Cancer care is more exact—and more expensive—than ever. Targeted therapies at the molecular and immunologic levels are increasingly effective and less toxic than cancer treatments of the past, but the cost can be crippling.
According to a new paper in the Annals of Translational Medicine, $115.4 billion was spent on personal healthcare-related to cancer in 2013, and that number is projected to exceed $200 billion by 2020. Fueled by the expense of therapies, drug prices inflated by manufacturing costs, market pressure, and the high cost of research and development, this growing expense has increasingly rested on the shoulders of cancer patients.
According to the report, as the toxicity of treatments declines, a new “financial toxicity” is emerging in the form of higher deductibles, co-insurance, copayments, and out-of-pocket expenses for patients. In addition to patients having decreased productivity at work due to illness, or perhaps even having to stop work, out-of-pocket costs can exceed 20% of a patient’s income and even push them into bankruptcy.
“As cancer drugs become more effective, patients receive them for longer. With increased cost sharing, patients are then responsible for a growing portion of drug costs. Over time, these out-of-pocket costs from rising deductibles, copays, co-insurance, and premiums can add up for some patients to insurmountable debt,” says S. Yousef Zafar, MD, a researcher and medical oncologist at the Duke University School of Medicine and co-author of the paper. “Our studies have suggested that insured patients receiving cancer treatment cut out vacations, spend less on food and clothing, and spend down savings all to help pay for their care.”

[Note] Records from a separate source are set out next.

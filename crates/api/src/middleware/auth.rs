//! Authentication extractors for Axum handlers.

use axum::extract::FromRequestParts;
use axum::http::request::Parts;
use startline_core::error::CoreError;
use startline_core::types::DbId;
use subtle::ConstantTimeEq;

use crate::auth::jwt::validate_token;
use crate::error::AppError;
use crate::state::AppState;

// ---------------------------------------------------------------------------
// AuthUser
// ---------------------------------------------------------------------------

/// Authenticated user extracted from a JWT Bearer token in the `Authorization` header.
///
/// Use this as an extractor parameter in any handler that requires authentication:
///
/// ```ignore
/// async fn my_handler(user: AuthUser) -> AppResult<Json<()>> {
///     tracing::info!(user_id = user.user_id, role = %user.role, "handling request");
///     Ok(Json(()))
/// }
/// ```
#[derive(Debug, Clone)]
pub struct AuthUser {
    /// The user's internal database id (from `claims.sub`).
    pub user_id: DbId,
    /// The user's role name (e.g. `"admin"`, `"user"`).
    pub role: String,
}

impl AuthUser {
    /// Guard a handler to the `admin` role.
    pub fn require_admin(&self) -> Result<(), AppError> {
        if self.role == "admin" {
            Ok(())
        } else {
            Err(AppError::Core(CoreError::Forbidden(
                "Admin role required".into(),
            )))
        }
    }
}

impl FromRequestParts<AppState> for AuthUser {
    type Rejection = AppError;

    async fn from_request_parts(
        parts: &mut Parts,
        state: &AppState,
    ) -> Result<Self, Self::Rejection> {
        let auth_header = parts
            .headers
            .get("authorization")
            .and_then(|v| v.to_str().ok())
            .ok_or_else(|| {
                AppError::Core(CoreError::Unauthorized(
                    "Missing Authorization header".into(),
                ))
            })?;

        let token = auth_header.strip_prefix("Bearer ").ok_or_else(|| {
            AppError::Core(CoreError::Unauthorized(
                "Invalid Authorization format. Expected: Bearer <token>".into(),
            ))
        })?;

        let claims = validate_token(token, &state.config.jwt).map_err(|_| {
            AppError::Core(CoreError::Unauthorized("Invalid or expired token".into()))
        })?;

        Ok(AuthUser {
            user_id: claims.sub,
            role: claims.role,
        })
    }
}

// ---------------------------------------------------------------------------
// CronAuth
// ---------------------------------------------------------------------------

/// Authorization for the externally triggered dispatch endpoint.
///
/// The external scheduler (cron) presents the shared secret in the
/// `x-cron-secret` header; no user identity is involved.
#[derive(Debug, Clone, Copy)]
pub struct CronAuth;

impl FromRequestParts<AppState> for CronAuth {
    type Rejection = AppError;

    async fn from_request_parts(
        parts: &mut Parts,
        state: &AppState,
    ) -> Result<Self, Self::Rejection> {
        let secret = parts
            .headers
            .get("x-cron-secret")
            .and_then(|v| v.to_str().ok())
            .ok_or_else(|| {
                AppError::Core(CoreError::Unauthorized("Missing x-cron-secret header".into()))
            })?;

        // Constant-time comparison; a plain `!=` would leak the matching
        // prefix length through response timing.
        let expected = state.config.cron_secret.as_bytes();
        if secret.as_bytes().ct_eq(expected).unwrap_u8() != 1 {
            return Err(AppError::Core(CoreError::Unauthorized(
                "Invalid cron secret".into(),
            )));
        }

        Ok(CronAuth)
    }
}
//! Repository layer.
//!
//! Each repository is a zero-sized struct providing async CRUD methods
//! that accept `&PgPool` as the first argument.

pub mod alert_repo;
pub mod event_repo;
pub mod user_repo;

pub use alert_repo::{AlertPreferenceRepo, ScheduledAlertRepo};
pub use event_repo::RaceEventRepo;
pub use user_repo::{NotificationChannelRepo, UserRepo};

Treatment prices are one part of the problem. Before 2000, the average annual price of cancer treatment was $5,000 to $10,000. Now, some medications cost more than $10,000 per month, with the median price of the 13 cancer drugs approved by the FDA as of 2015 reaching $145,000 per year. Biologic and targeted therapies are to blame, despite their physiological benefits to patients. Two such medications alone—added to the chemotherapy cocktail for metastatic colon cancer—raised the tab for six months of treatment by about 285%, according to the report.